President Barack Obama on Wednesday
proposed $4trn in spending cuts over 12 years as he portrayed Republicans as
supporters of "tax cuts for millionaires and billionaires" while
demanding sacrifice from the nation's seniors, poor and the middle class.
Republicans have said they will
refuse to vote for a higher debt ceiling, which now stands at $14.294trn, unless
the measure includes a deficit-reduction plan.
"To meet our fiscal
challenge, we will need to make reforms,'' Obama said.
"We will all need to make sacrifices. But we do not have to sacrifice the
America we believe in."
Republicans reaffirmed their implacable opposition to tax increases.
"If we're going to resolve our differences and do something meaningful, raising
taxes will not be part of that," Speaker of Congress John Boehner said.
In California where tax increases
require two-thirds support in the legislature, Governor Jerry Brown, is seeking
authorization to ask California voters to extend expiring taxes to avoid more
draconian budget cuts, but is facing fierce opposition from state politicians.
He needs two Republican votes in the Senate and two in the Assembly to reach the
two-thirds threshold.
President Obama's deficit reduction
plan follows a $4.4trn total of cuts over 10 years announced by the Republicans
last week.
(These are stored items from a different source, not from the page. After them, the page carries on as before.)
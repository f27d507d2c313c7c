//! Channel request payloads (RFC 4254 section 6).

use std::fmt;

use bytes::{BufMut, BytesMut};

use crate::codec::{Payload, Reader, WireWrite};
use crate::error::{DecodeError, Result};

/// Channel request type.
#[derive(Debug, Clone, Copy, PartialEq, Eq, Hash)]
pub enum RequestType {
    /// `env`
    Env,
    /// `pty-req`
    Pty,
    /// `shell`
    Shell,
    /// `exec`
    Exec,
    /// `subsystem`
    Subsystem,
    /// `window-change`
    WindowChange,
    /// `signal`
    Signal,
    /// `x11-req`
    X11,
    /// `exit-status`, server to client only.
    ExitStatus,
    /// `exit-signal`, server to client only.
    ExitSignal,
}

impl RequestType {
    const ALL: [Self; 10] = [
        Self::Env,
        Self::Pty,
        Self::Shell,
        Self::Exec,
        Self::Subsystem,
        Self::WindowChange,
        Self::Signal,
        Self::X11,
        Self::ExitStatus,
        Self::ExitSignal,
    ];

    /// The wire name of this request type.
    #[must_use]
    pub const fn as_str(&self) -> &'static str {
        match self {
            Self::Env => "env",
            Self::Pty => "pty-req",
            Self::Shell => "shell",
            Self::Exec => "exec",
            Self::Subsystem => "subsystem",
            Self::WindowChange => "window-change",
            Self::Signal => "signal",
            Self::X11 => "x11-req",
            Self::ExitStatus => "exit-status",
            Self::ExitSignal => "exit-signal",
        }
    }

    /// Look up a request type by wire name.
    #[must_use]
    pub fn parse(name: &str) -> Option<Self> {
        Self::ALL.into_iter().find(|t| t.as_str() == name)
    }
}

impl fmt::Display for RequestType {
    fn fmt(&self, f: &mut fmt::Formatter<'_>) -> fmt::Result {
        f.write_str(self.as_str())
    }
}

/// `env` request.
#[derive(Debug, Clone, PartialEq, Eq)]
pub struct EnvRequest {
    /// Variable name.
    pub name: String,
    /// Variable value.
    pub value: String,
}

impl Payload for EnvRequest {
    fn encode(&self, buf: &mut BytesMut) {
        buf.put_ssh_string(&self.name);
        buf.put_ssh_string(&self.value);
    }

    fn read(reader: &mut Reader<'_>) -> Result<Self> {
        Ok(Self {
            name: reader.read_string("Name")?,
            value: reader.read_string("Value")?,
        })
    }
}

/// Terminal mode opcode that ends a mode list (RFC 4254 section 8).
pub const TTY_OP_END: u8 = 0;

/// Highest opcode followed by a `uint32` argument; opcodes 160-255 end parsing.
const TTY_OP_MAX_ARGUMENT: u8 = 159;

/// `pty-req` request.
#[derive(Debug, Clone, PartialEq, Eq)]
pub struct PtyRequest {
    /// `TERM` value.
    pub term: String,
    /// Width in characters.
    pub columns: u32,
    /// Height in rows.
    pub rows: u32,
    /// Width in pixels.
    pub width: u32,
    /// Height in pixels.
    pub height: u32,
    /// Encoded terminal modes.
    pub mode_list: Vec<u8>,
}

impl PtyRequest {
    /// Encode `(opcode, argument)` pairs into a terminated mode list.
    #[must_use]
    pub fn encode_modes(modes: &[(u8, u32)]) -> Vec<u8> {
        let mut buf = BytesMut::with_capacity(modes.len() * 5 + 1);
        for &(opcode, argument) in modes {
            if opcode == TTY_OP_END || opcode > TTY_OP_MAX_ARGUMENT {
                continue;
            }
            buf.put_u8(opcode);
            buf.put_u32(argument);
        }
        buf.put_u8(TTY_OP_END);
        buf.to_vec()
    }

    /// Decode the mode list into `(opcode, argument)` pairs.
    ///
    /// An empty list is accepted. Parsing stops at `TTY_OP_END` or at the
    /// first opcode without a defined argument, as RFC 4254 requires.
    pub fn modes(&self) -> Result<Vec<(u8, u32)>> {
        let mut reader = Reader::new(&self.mode_list);
        let mut modes = Vec::new();
        if reader.remaining() == 0 {
            return Ok(modes);
        }
        loop {
            if reader.remaining() == 0 {
                return Err(DecodeError::UnterminatedModes);
            }
            let opcode = reader.read_u8("ModeList")?;
            if opcode == TTY_OP_END || opcode > TTY_OP_MAX_ARGUMENT {
                return Ok(modes);
            }
            modes.push((opcode, reader.read_u32("ModeList")?));
        }
    }
}

impl Payload for PtyRequest {
    fn encode(&self, buf: &mut BytesMut) {
        buf.put_ssh_string(&self.term);
        buf.put_u32(self.columns);
        buf.put_u32(self.rows);
        buf.put_u32(self.width);
        buf.put_u32(self.height);
        buf.put_ssh_bytes(&self.mode_list);
    }

    fn read(reader: &mut Reader<'_>) -> Result<Self> {
        Ok(Self {
            term: reader.read_string("Term")?,
            columns: reader.read_u32("Columns")?,
            rows: reader.read_u32("Rows")?,
            width: reader.read_u32("Width")?,
            height: reader.read_u32("Height")?,
            mode_list: reader.read_bytes("ModeList")?.to_vec(),
        })
    }
}

/// `exec` request.
#[derive(Debug, Clone, PartialEq, Eq)]
pub struct ExecRequest {
    /// Command line to run.
    pub exec: String,
}

impl ExecRequest {
    /// Encode a raw command as received from a client, which may not be UTF-8.
    #[must_use]
    pub fn encode_raw(command: &[u8]) -> bytes::Bytes {
        let mut buf = BytesMut::with_capacity(command.len() + 4);
        buf.put_ssh_bytes(command);
        buf.freeze()
    }
}

impl Payload for ExecRequest {
    fn encode(&self, buf: &mut BytesMut) {
        buf.put_ssh_string(&self.exec);
    }

    fn read(reader: &mut Reader<'_>) -> Result<Self> {
        Ok(Self {
            exec: reader.read_string("Exec")?,
        })
    }
}

/// `subsystem` request.
#[derive(Debug, Clone, PartialEq, Eq)]
pub struct SubsystemRequest {
    /// Subsystem name, e.g. `sftp`.
    pub subsystem: String,
}

impl Payload for SubsystemRequest {
    fn encode(&self, buf: &mut BytesMut) {
        buf.put_ssh_string(&self.subsystem);
    }

    fn read(reader: &mut Reader<'_>) -> Result<Self> {
        Ok(Self {
            subsystem: reader.read_string("Subsystem")?,
        })
    }
}

/// `window-change` request.
#[derive(Debug, Clone, Copy, PartialEq, Eq)]
pub struct WindowChange {
    /// Width in characters.
    pub columns: u32,
    /// Height in rows.
    pub rows: u32,
    /// Width in pixels.
    pub width: u32,
    /// Height in pixels.
    pub height: u32,
}

impl Payload for WindowChange {
    fn encode(&self, buf: &mut BytesMut) {
        buf.put_u32(self.columns);
        buf.put_u32(self.rows);
        buf.put_u32(self.width);
        buf.put_u32(self.height);
    }

    fn read(reader: &mut Reader<'_>) -> Result<Self> {
        Ok(Self {
            columns: reader.read_u32("Columns")?,
            rows: reader.read_u32("Rows")?,
            width: reader.read_u32("Width")?,
            height: reader.read_u32("Height")?,
        })
    }
}

/// `signal` request. The name has no `SIG` prefix.
#[derive(Debug, Clone, PartialEq, Eq)]
pub struct SignalRequest {
    /// Signal name, e.g. `TERM`.
    pub signal: String,
}

impl Payload for SignalRequest {
    fn encode(&self, buf: &mut BytesMut) {
        buf.put_ssh_string(&self.signal);
    }

    fn read(reader: &mut Reader<'_>) -> Result<Self> {
        Ok(Self {
            signal: reader.read_string("Signal")?,
        })
    }
}

/// `x11-req` request.
#[derive(Debug, Clone, PartialEq, Eq)]
pub struct X11Request {
    /// Forward only a single connection.
    pub single_connection: bool,
    /// Authentication protocol, e.g. `MIT-MAGIC-COOKIE-1`.
    pub auth_protocol: String,
    /// Hex-encoded authentication cookie.
    pub auth_cookie: String,
    /// X11 screen number.
    pub screen_number: u32,
}

impl Payload for X11Request {
    fn encode(&self, buf: &mut BytesMut) {
        buf.put_ssh_bool(self.single_connection);
        buf.put_ssh_string(&self.auth_protocol);
        buf.put_ssh_string(&self.auth_cookie);
        buf.put_u32(self.screen_number);
    }

    fn read(reader: &mut Reader<'_>) -> Result<Self> {
        Ok(Self {
            single_connection: reader.read_bool("SingleConnection")?,
            auth_protocol: reader.read_string("AuthProtocol")?,
            auth_cookie: reader.read_string("AuthCookie")?,
            screen_number: reader.read_u32("ScreenNumber")?,
        })
    }
}

/// `exit-status` request.
#[derive(Debug, Clone, Copy, PartialEq, Eq)]
pub struct ExitStatus {
    /// Program exit code.
    pub exit_status: u32,
}

impl Payload for ExitStatus {
    fn encode(&self, buf: &mut BytesMut) {
        buf.put_u32(self.exit_status);
    }

    fn read(reader: &mut Reader<'_>) -> Result<Self> {
        Ok(Self {
            exit_status: reader.read_u32("ExitStatus")?,
        })
    }
}

/// `exit-signal` request.
#[derive(Debug, Clone, PartialEq, Eq)]
pub struct ExitSignal {
    /// Signal name without the `SIG` prefix.
    pub signal: String,
    /// Whether a core dump was produced.
    pub core_dumped: bool,
    /// Human-readable error message.
    pub error_message: String,
    /// RFC 3066 language tag of the message.
    pub language_tag: String,
}

impl Payload for ExitSignal {
    fn encode(&self, buf: &mut BytesMut) {
        buf.put_ssh_string(&self.signal);
        buf.put_ssh_bool(self.core_dumped);
        buf.put_ssh_string(&self.error_message);
        buf.put_ssh_string(&self.language_tag);
    }

    fn read(reader: &mut Reader<'_>) -> Result<Self> {
        Ok(Self {
            signal: reader.read_string("Signal")?,
            core_dumped: reader.read_bool("CoreDumped")?,
            error_message: reader.read_string("ErrorMessage")?,
            language_tag: reader.read_string("LanguageTag")?,
        })
    }
}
The president said on Wednesday he rejects the fundamental changes to
Medicare and Medicaid, federal services for the elderly and poor, proposed by
Republicans and is relying in part on tax increases on wealthy Americans.
In a 44-minute speech to an audience
at George Washington University, which included Representative Paul Ryan of
Wisconsin, the author of the Republican plan, Obama attacked the Republicans
directly.
“There’s nothing serious
about a plan that claims to reduce the deficit by spending a trillion dollars on
tax cuts for millionaires and billionaires,” he said.
“There’s nothing courageous about asking for sacrifice
from those who can least afford it and don’t have any clout on Capitol Hill.”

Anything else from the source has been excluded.